Revisado: 2011-01-11

Con el Diccionario panhispánico de dudas, la Real Academia produjo una de sus mejores obras hasta ese momento, mucho mejor que otras obras normativas como el Diccionario. A pesar de sus virtudes, sin embargo, no está exenta de deficiencias, sobre todo cuando trata sobre asuntos que no son su especialidad ni pueden serlo, como la toponimia extranjera. ¿Cómo puede la Academia española regular la escritura de otras lenguas? Pues lo cierto es que lo hace, sobrepasando así lo que son los límites razonables de una institución reguladora de la lengua española, que debería limitarse a aquellos topónimos que son tradicionales, es decir, que han evolucionado en nuestra lengua de forma independiente de la original para adaptarse a su fonética y ortografía. En este artículo se consideran algunos topónimos.

Lo expuesto en este artículo se puede aplicar, mutatis mutandi, a la Ortografía del 2010 (véase la columna de la derecha).

Yangtsé

Dice de este hidrónimo: «Forma tradicional española del nombre del río que desemboca en el mar oriental de China». Pero no hay tal forma tradicional, como uno debería advertir rápidamente al ver el grupo consonántico «ngts», imposible en español.
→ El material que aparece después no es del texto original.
//! Column definitions and the chained modifier handle.
//!
//! A [`ColumnDefinition`] only accumulates modifier state. Grammars read it
//! once the describing closure has returned.

use serde::{Deserialize, Serialize};

/// Spatial sub-type of a geometry column.
#[derive(Debug, Clone, Copy, PartialEq, Eq, Hash, Serialize, Deserialize)]
pub enum SpatialKind {
    /// Any geometry.
    Geometry,
    /// A single point.
    Point,
    /// A line string.
    LineString,
    /// A polygon.
    Polygon,
    /// A collection of points.
    MultiPoint,
    /// A collection of line strings.
    MultiLineString,
    /// A collection of polygons.
    MultiPolygon,
    /// A heterogeneous collection of geometries.
    GeometryCollection,
}

impl SpatialKind {
    /// Returns the upper-case SQL name of the sub-type.
    #[must_use]
    pub const fn as_sql(self) -> &'static str {
        match self {
            Self::Geometry => "GEOMETRY",
            Self::Point => "POINT",
            Self::LineString => "LINESTRING",
            Self::Polygon => "POLYGON",
            Self::MultiPoint => "MULTIPOINT",
            Self::MultiLineString => "MULTILINESTRING",
            Self::MultiPolygon => "MULTIPOLYGON",
            Self::GeometryCollection => "GEOMETRYCOLLECTION",
        }
    }
}

/// The closed set of column types a blueprint can describe.
#[derive(Debug, Clone, PartialEq, Eq, Hash, Serialize, Deserialize)]
pub enum ColumnType {
    /// Boolean.
    Boolean,
    /// Fixed-length character string.
    Char {
        /// Length in characters.
        length: u32,
    },
    /// Variable-length character string.
    String {
        /// Maximum length in characters.
        length: u32,
    },
    /// Tiny text.
    TinyText,
    /// Text.
    Text,
    /// Medium text.
    MediumText,
    /// Long text.
    LongText,
    /// 8-bit integer.
    TinyInteger,
    /// 16-bit integer.
    SmallInteger,
    /// 24-bit integer.
    MediumInteger,
    /// 32-bit integer.
    Integer,
    /// 64-bit integer.
    BigInteger,
    /// Exact numeric with precision and scale.
    Decimal {
        /// Total number of digits.
        precision: u8,
        /// Digits after the decimal point.
        scale: u8,
    },
    /// Single precision float.
    Float {
        /// Optional binary precision.
        precision: Option<u8>,
    },
    /// Double precision float.
    Double,
    /// Date only.
    Date,
    /// Time without time zone.
    Time {
        /// Fractional-second precision.
        precision: Option<u8>,
    },
    /// Time with time zone.
    TimeTz {
        /// Fractional-second precision.
        precision: Option<u8>,
    },
    /// Date and time without time zone.
    DateTime {
        /// Fractional-second precision.
        precision: Option<u8>,
    },
    /// Date and time with time zone.
    DateTimeTz {
        /// Fractional-second precision.
        precision: Option<u8>,
    },
    /// Timestamp without time zone.
    Timestamp {
        /// Fractional-second precision.
        precision: Option<u8>,
    },
    /// Timestamp with time zone.
    TimestampTz {
        /// Fractional-second precision.
        precision: Option<u8>,
    },
    /// Year.
    Year,
    /// Binary data.
    Binary,
    /// JSON document.
    Json,
    /// Binary JSON document.
    Jsonb,
    /// UUID.
    Uuid,
    /// String restricted to a set of values.
    Enum {
        /// Allowed values, in declaration order.
        allowed: Vec<String>,
    },
    /// Spatial column.
    Spatial {
        /// Geometry sub-type.
        kind: SpatialKind,
        /// Spatial reference system identifier.
        srid: Option<u32>,
    },
}

impl ColumnType {
    /// Returns whether this is one of the integer types.
    #[must_use]
    pub const fn is_integer(&self) -> bool {
        matches!(
            self,
            Self::TinyInteger
                | Self::SmallInteger
                | Self::MediumInteger
                | Self::Integer
                | Self::BigInteger
        )
    }

    /// Returns whether this is a numeric type (integer or fractional).
    #[must_use]
    pub const fn is_numeric(&self) -> bool {
        self.is_integer()
            || matches!(
                self,
                Self::Decimal { .. } | Self::Float { .. } | Self::Double
            )
    }

    /// Returns whether this is a date or time type.
    #[must_use]
    pub const fn is_temporal(&self) -> bool {
        matches!(
            self,
            Self::Date
                | Self::Time { .. }
                | Self::TimeTz { .. }
                | Self::DateTime { .. }
                | Self::DateTimeTz { .. }
                | Self::Timestamp { .. }
                | Self::TimestampTz { .. }
        )
    }

    fn with_precision(&self, precision: u8) -> Self {
        let p = Some(precision);
        match self {
            Self::Time { .. } => Self::Time { precision: p },
            Self::TimeTz { .. } => Self::TimeTz { precision: p },
            Self::DateTime { .. } => Self::DateTime { precision: p },
            Self::DateTimeTz { .. } => Self::DateTimeTz { precision: p },
            Self::Timestamp { .. } => Self::Timestamp { precision: p },
            Self::TimestampTz { .. } => Self::TimestampTz { precision: p },
            Self::Float { .. } => Self::Float { precision: p },
            other => other.clone(),
        }
    }
}

/// Default value for a column.
///
/// Grammars render it through a single renderer, so a default is formatted
/// the same way in CREATE and ALTER statements.
#[derive(Debug, Clone, PartialEq, Serialize, Deserialize)]
pub enum DefaultValue {
    /// NULL default.
    Null,
    /// Boolean default.
    Boolean(bool),
    /// Integer default.
    Integer(i64),
    /// Float default.
    Float(f64),
    /// String default, quoted when rendered.
    String(String),
    /// Raw SQL expression (e.g. `CURRENT_TIMESTAMP`), never quoted.
    Expression(String),
}

impl From<bool> for DefaultValue {
    fn from(value: bool) -> Self {
        Self::Boolean(value)
    }
}

impl From<i32> for DefaultValue {
    fn from(value: i32) -> Self {
        Self::Integer(i64::from(value))
    }
}

impl From<i64> for DefaultValue {
    fn from(value: i64) -> Self {
        Self::Integer(value)
    }
}

impl From<u32> for DefaultValue {
    fn from(value: u32) -> Self {
        Self::Integer(i64::from(value))
    }
}

impl From<f64> for DefaultValue {
    fn from(value: f64) -> Self {
        Self::Float(value)
    }
}

impl From<&str> for DefaultValue {
    fn from(value: &str) -> Self {
        Self::String(value.to_string())
    }
}

impl From<String> for DefaultValue {
    fn from(value: String) -> Self {
        Self::String(value)
    }
}

/// A single column as described by a blueprint.
#[derive(Debug, Clone, PartialEq, Serialize, Deserialize)]
pub struct ColumnDefinition {
    /// Column name.
    pub name: String,
    /// Column type and its parameters.
    pub column_type: ColumnType,
    /// Whether the column accepts NULL. Columns are NOT NULL unless marked.
    pub nullable: bool,
    /// Default value, if any.
    pub default: Option<DefaultValue>,
    /// Column comment.
    pub comment: Option<String>,
    /// Column collation.
    pub collation: Option<String>,
    /// Whether a numeric column is unsigned (ignored where unsupported).
    pub unsigned: bool,
    /// Whether the column auto-increments.
    pub auto_increment: bool,
    /// Whether the column is (part of) the primary key.
    pub primary: bool,
    /// Explicit primary key constraint name.
    pub primary_name: Option<String>,
    /// Whether the column carries its own unique index.
    pub unique: bool,
    /// Explicit name for the inline unique index.
    pub unique_name: Option<String>,
    /// Whether the column carries its own plain index.
    pub index: bool,
    /// Explicit name for the inline index.
    pub index_name: Option<String>,
    /// Whether this column alters an existing one instead of adding it.
    pub change: bool,
}

impl ColumnDefinition {
    /// Creates a NOT NULL column with no modifiers.
    #[must_use]
    pub fn new(name: impl Into<String>, column_type: ColumnType) -> Self {
        Self {
            name: name.into(),
            column_type,
            nullable: false,
            default: None,
            comment: None,
            collation: None,
            unsigned: false,
            auto_increment: false,
            primary: false,
            primary_name: None,
            unique: false,
            unique_name: None,
            index: false,
            index_name: None,
            change: false,
        }
    }
}

/// Chaining handle for a column owned by a [`Blueprint`](super::Blueprint).
///
/// The handle points into the blueprint's column list by position, so every
/// modifier is visible through the blueprint once the chain ends.
///
/// ```rust
/// use oxide_schema_core::Blueprint;
///
/// let mut table = Blueprint::new("users");
/// table.string("email", 255).nullable().unique();
///
/// let email = &table.columns()[0];
/// assert!(email.nullable);
/// assert!(email.unique);
/// ```
#[derive(Debug)]
pub struct ColumnHandle<'a> {
    columns: &'a mut Vec<ColumnDefinition>,
    position: usize,
}

impl<'a> ColumnHandle<'a> {
    pub(crate) fn new(columns: &'a mut Vec<ColumnDefinition>, position: usize) -> Self {
        Self { columns, position }
    }

    fn column(&mut self) -> &mut ColumnDefinition {
        &mut self.columns[self.position]
    }

    /// Returns the definition as it currently stands.
    #[must_use]
    pub fn definition(&self) -> &ColumnDefinition {
        &self.columns[self.position]
    }

    /// Allows NULL values.
    pub fn nullable(mut self) -> Self {
        self.column().nullable = true;
        self
    }

    /// Sets the default value.
    pub fn default(mut self, value: impl Into<DefaultValue>) -> Self {
        self.column().default = Some(value.into());
        self
    }

    /// Sets a raw SQL expression as the default.
    pub fn default_raw(mut self, expression: impl Into<String>) -> Self {
        self.column().default = Some(DefaultValue::Expression(expression.into()));
        self
    }

    /// Defaults the column to `CURRENT_TIMESTAMP`.
    pub fn use_current(self) -> Self {
        self.default_raw("CURRENT_TIMESTAMP")
    }

    /// Attaches a comment to the column.
    pub fn comment(mut self, comment: impl Into<String>) -> Self {
        self.column().comment = Some(comment.into());
        self
    }

    /// Sets the column collation.
    pub fn collation(mut self, collation: impl Into<String>) -> Self {
        self.column().collation = Some(collation.into());
        self
    }

    /// Sets the fractional-second precision of a time column, or the
    /// precision of a float column. Other types are left untouched.
    pub fn precision(mut self, precision: u8) -> Self {
        let column = self.column();
        column.column_type = column.column_type.with_precision(precision);
        self
    }

    /// Marks a numeric column as unsigned.
    pub fn unsigned(mut self) -> Self {
        self.column().unsigned = true;
        self
    }

    /// Marks the column as auto-incrementing. This implies the primary key.
    pub fn auto_increment(mut self) -> Self {
        let column = self.column();
        column.auto_increment = true;
        column.primary = true;
        self
    }

    /// Makes the column (part of) the primary key.
    pub fn primary(mut self) -> Self {
        self.column().primary = true;
        self
    }

    /// Makes the column the primary key under an explicit constraint name.
    pub fn primary_named(mut self, name: impl Into<String>) -> Self {
        let column = self.column();
        column.primary = true;
        column.primary_name = Some(name.into());
        self
    }

    /// Adds a unique index on this column.
    pub fn unique(mut self) -> Self {
        self.column().unique = true;
        self
    }

    /// Adds a unique index on this column under an explicit name.
    pub fn unique_named(mut self, name: impl Into<String>) -> Self {
        let column = self.column();
        column.unique = true;
        column.unique_name = Some(name.into());
        self
    }

    /// Adds a plain index on this column.
    pub fn index(mut self) -> Self {
        self.column().index = true;
        self
    }

    /// Adds a plain index on this column under an explicit name.
    pub fn index_named(mut self, name: impl Into<String>) -> Self {
        let column = self.column();
        column.index = true;
        column.index_name = Some(name.into());
        self
    }

    /// Marks the column as a change to an existing column.
    pub fn change(mut self) -> Self {
        self.column().change = true;
        self
    }
}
En efecto, en España se han podido encontrar formas como Yangze, Yang Tse, Yang-tsi, Yang Tse-Kiang (sic) y otras muchas variantes, así como el calco «río Azul» del nombre inventado en Francia. Es lógico que así sea porque históricamente España no ha tenido más contactos con la China que unas pocas ciudades comerciales como Cantón y las zonas costeras, y aun así de forma limitada.

De adoptarse una castellanización podría ser Yansé, por ejemplo, pero dado que no existe forma tradicional en español, cabe pensar que debería adoptarse la grafía original china de Yangzi y no simplemente el nombre tradicional en inglés (o uno de ellos), como ha hecho la Academia.

Bielorrusia

El diccionario dice: «Forma española del nombre de este país de Europa». Se supone que se refiere a la forma tradicional, pero de nuevo no es así: el nombre tradicional español es Rusia Blanca, que en la época soviética se reemplazó por un híbrido entre ruso y español por petición de las autoridades del país para evitar posibles asociaciones con la Rusia zarista (que era «blanca», frente a soviética, que era «roja»).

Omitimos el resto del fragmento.